● THE TASK
Which lines of the data below contain "match"? Please show them all.

● GIVEN DATA
//! Responsive Input Resolver - Picks the active input for the current breakpoints.
//!
//! Each binding instance owns one resolver. The resolver caches inputs by
//! key (`"class"`, `"classXs"`, `"classGtMd"`), holds one subscription to
//! the monitor's combined stream while bound, and re-resolves on every
//! relevant breakpoint change.
//!
//! Resolution order:
//!
//! 1. Walk the registry from the highest priority down. The first breakpoint
//!    that is active *and* has `prefix + suffix` cached wins.
//! 2. Otherwise the base key (`prefix` itself), if cached.
//! 3. Otherwise the default value.
//!
//! The callback fires only when the resolved value differs from the
//! previous one, which also bounds re-entrant update chains.
//!
//! Without a default, resolution can fall through to nothing. The
//! activation is then cleared but the callback is not invoked, so output
//! written by an earlier callback stays as it was. Bindings whose output
//! must reset set a default (both directives do).
//!
//! # Lifecycle
//!
//! ```text
//! Unbound --activate()--> Bound --deactivate()/drop--> Unbound
//! ```
//!
//! # Example
//!
//! ```ignore
//! let resolver = ResponsiveInputResolver::new(monitor, "wrap").with_default("wrap".to_string());
//! resolver.cache_input("wrapXs", "nowrap".to_string(), InputFlags::empty());
//! resolver.activate(|value, alias| println!("{value} via {alias:?}"))?;
//! ```

use std::cell::RefCell;
use std::rc::{Rc, Weak};

use crate::breakpoints::BreakpointDefinition;
use crate::error::Result;
use crate::media::{MediaChange, MediaMonitor, Subscription};

use super::cache::{InputCache, InputFlags};

// =============================================================================
// TYPES
// =============================================================================

/// The winning (breakpoint, value) pair.
#[derive(Clone, Debug, PartialEq)]
pub struct Activation<T> {
    /// Cache key that supplied the value.
    pub key: String,
    pub value: T,
    /// `None` when the base key or the default supplied the value.
    pub breakpoint: Option<BreakpointDefinition>,
}

impl<T> Activation<T> {
    /// Alias of the activating breakpoint.
    pub fn alias(&self) -> Option<&str> {
        self.breakpoint.as_ref().map(|bp| bp.alias.as_str())
    }
}

/// Called with the newly resolved value and the activating alias.
pub type ResolvedCallback<T> = Rc<dyn Fn(&T, Option<&str>)>;

struct ResolverState<T> {
    cache: InputCache<T>,
    default_value: Option<T>,
    activation: Option<Activation<T>>,
    subscription: Option<Subscription>,
    on_resolved: Option<ResolvedCallback<T>>,
}

struct ResolverShared<T> {
    monitor: MediaMonitor,
    base_key: String,
    state: RefCell<ResolverState<T>>,
}

// =============================================================================
// RESOLVER
// =============================================================================

/// Per-binding responsive input resolver.
///
/// Dropping the resolver releases its subscription.
pub struct ResponsiveInputResolver<T: Clone + PartialEq + 'static> {
    shared: Rc<ResolverShared<T>>,
}

impl<T: Clone + PartialEq + 'static> ResponsiveInputResolver<T> {
    /// Create an unbound resolver for inputs prefixed with `base_key`.
    pub fn new(monitor: MediaMonitor, base_key: impl Into<String>) -> Self {
        Self {
            shared: Rc::new(ResolverShared {
                monitor,
                base_key: base_key.into(),
                state: RefCell::new(ResolverState {
                    cache: InputCache::new(),
                    default_value: None,
                    activation: None,
                    subscription: None,
                    on_resolved: None,
                }),
            }),
        }
    }

    /// Set the value used when neither a breakpoint key nor the base key is cached.
    pub fn with_default(self, value: T) -> Self {
        self.set_default(value);
        self
    }

    pub fn set_default(&self, value: T) {
        self.shared.state.borrow_mut().default_value = Some(value);
    }

    pub fn base_key(&self) -> &str {
        &self.shared.base_key
    }

    pub fn monitor(&self) -> &MediaMonitor {
        &self.shared.monitor
    }

    // =========================================================================
    // Inputs
    // =========================================================================

    /// Overwrite a cached input. Does not recompute.
    pub fn cache_input(&self, key: impl Into<String>, value: T, flags: InputFlags) {
        let key = key.into();
        tracing::trace!(base_key = %self.shared.base_key, key = %key, "input cached");
        self.shared.state.borrow_mut().cache.insert(key, value, flags);
    }

    /// Cache an input and, while bound, recompute.
    ///
    /// Returns true if the callback was invoked.
    pub fn update_input(&self, key: impl Into<String>, value: T, flags: InputFlags) -> Result<bool> {
        self.cache_input(key, value, flags);
        if self.is_bound() {
            self.shared.recompute()
        } else {
            Ok(false)
        }
    }

    /// Last cached value for `key`.
    pub fn query_input(&self, key: &str) -> Option<T> {
        self.shared.state.borrow().cache.value(key).cloned()
    }

    /// Flags stored with `key`.
    pub fn input_flags(&self, key: &str) -> Option<InputFlags> {
        self.shared.state.borrow().cache.get(key).map(|entry| entry.flags)
    }

    // =========================================================================
    // Lifecycle
    // =========================================================================

    /// Bind to the monitor and resolve once synchronously.
    ///
    /// Subscribes to every registered breakpoint through a single
    /// subscription. `on_resolved` only sees values; set a default if
    /// losing every input must reach it. Binding an already bound resolver releases the old
    /// subscription first.
    pub fn activate<F>(&self, on_resolved: F) -> Result<()>
    where
        F: Fn(&T, Option<&str>) + 'static,
    {
        self.deactivate();

        let weak: Weak<ResolverShared<T>> = Rc::downgrade(&self.shared);
        let subscription = self.shared.monitor.observe_all(move |change| {
            if let Some(shared) = weak.upgrade() {
                shared.on_media_change(change);
            }
        })?;

        {
            let mut state = self.shared.state.borrow_mut();
            state.subscription = Some(subscription);
            state.on_resolved = Some(Rc::new(on_resolved));
        }
        tracing::debug!(base_key = %self.shared.base_key, "resolver bound");

        // Initial paint must not wait for the first event.
        if let Err(err) = self.shared.recompute() {
            self.deactivate();
            return Err(err);
        }
        Ok(())
    }

    /// Release the subscription. Idempotent, never notifies.
    pub fn deactivate(&self) {
        let subscription = {
            let mut state = self.shared.state.borrow_mut();
            state.on_resolved = None;
            state.activation = None;
            state.subscription.take()
        };
        if let Some(mut subscription) = subscription {
            subscription.unsubscribe();
            tracing::debug!(base_key = %self.shared.base_key, "resolver unbound");
        }
    }

    pub fn is_bound(&self) -> bool {
        self.shared.state.borrow().subscription.is_some()
    }

    // =========================================================================
    // Resolution
    // =========================================================================

    /// Resolve the base key against the current breakpoints.
    ///
    /// Pure: nothing is recorded and no callback fires.
    pub fn resolve(&self) -> Result<Option<Activation<T>>> {
        let state = self.shared.state.borrow();
        resolve_from(
            &self.shared.monitor,
            &state.cache,
            &self.shared.base_key,
            state.default_value.as_ref(),
        )
    }

    /// Resolve an arbitrary key prefix with an explicit default.
    pub fn resolve_with(&self, prefix: &str, default: Option<&T>) -> Result<Option<Activation<T>>> {
        let state = self.shared.state.borrow();
        resolve_from(&self.shared.monitor, &state.cache, prefix, default)
    }

    /// Resolve, record the activation and notify if the value changed.
    ///
    /// Returns true if the callback was invoked.
    pub fn recompute(&self) -> Result<bool> {
        self.shared.recompute()
    }

    /// The last recorded activation.
    pub fn activation(&self) -> Option<Activation<T>> {
        self.shared.state.borrow().activation.clone()
    }

    /// The last recorded value.
    pub fn activated_value(&self) -> Option<T> {
        self.shared
            .state
            .borrow()
            .activation
            .as_ref()
            .map(|activation| activation.value.clone())
    }
}

impl<T: Clone + PartialEq + 'static> ResolverShared<T> {
    fn on_media_change(&self, change: &MediaChange) {
        // A breakpoint with no cached input cannot change the result.
        let relevant = {
            let state = self.state.borrow();
            state.cache.contains(&format!("{}{}", self.base_key, change.suffix))
        };
        if !relevant {
            return;
        }
        if let Err(err) = self.recompute() {
            tracing::warn!(base_key = %self.base_key, error = %err, "recompute failed");
        }
    }

    fn recompute(&self) -> Result<bool> {
        let resolved = {
            let state = self.state.borrow();
            resolve_from(&self.monitor, &state.cache, &self.base_key, state.default_value.as_ref())?
        };

        let notify = {
            let mut state = self.state.borrow_mut();
            let previous = state.activation.as_ref().map(|activation| &activation.value);
            let changed = previous != resolved.as_ref().map(|activation| &activation.value);
            if changed && resolved.is_none() {
                tracing::debug!(base_key = %self.base_key, "activation cleared");
            }
            state.activation = resolved.clone();
            match (changed, resolved, &state.on_resolved) {
                (true, Some(activation), Some(callback)) => Some((Rc::clone(callback), activation)),
                _ => None,
            }
        };

        // Borrow released: the callback may write inputs and recompute.
        match notify {
            Some((callback, activation)) => {
                tracing::debug!(
                    base_key = %self.base_key,
                    key = %activation.key,
                    alias = activation.alias().unwrap_or("-"),
                    "activation changed"
                );
                callback(&activation.value, activation.alias());
                Ok(true)
            }
            None => Ok(false),
        }
    }
}

fn resolve_from<T: Clone>(
    monitor: &MediaMonitor,
    cache: &InputCache<T>,
    prefix: &str,
    default: Option<&T>,
) -> Result<Option<Activation<T>>> {
    for def in monitor.registry().all() {
        let key = def.key_for(prefix);
        let Some(value) = cache.value(&key) else {
            continue;
        };
        if monitor.is_active(&def.alias)? {
            return Ok(Some(Activation {
                key,
                value: value.clone(),
                breakpoint: Some(def.clone()),
            }));
        }
    }

    let fallback = cache.value(prefix).or(default);
    Ok(fallback.map(|value| Activation {
        key: prefix.to_string(),
        value: value.clone(),
        breakpoint: None,
    }))
}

● EXPECTED OUTPUT
            match (changed, resolved, &state.on_resolved) {
        match notify {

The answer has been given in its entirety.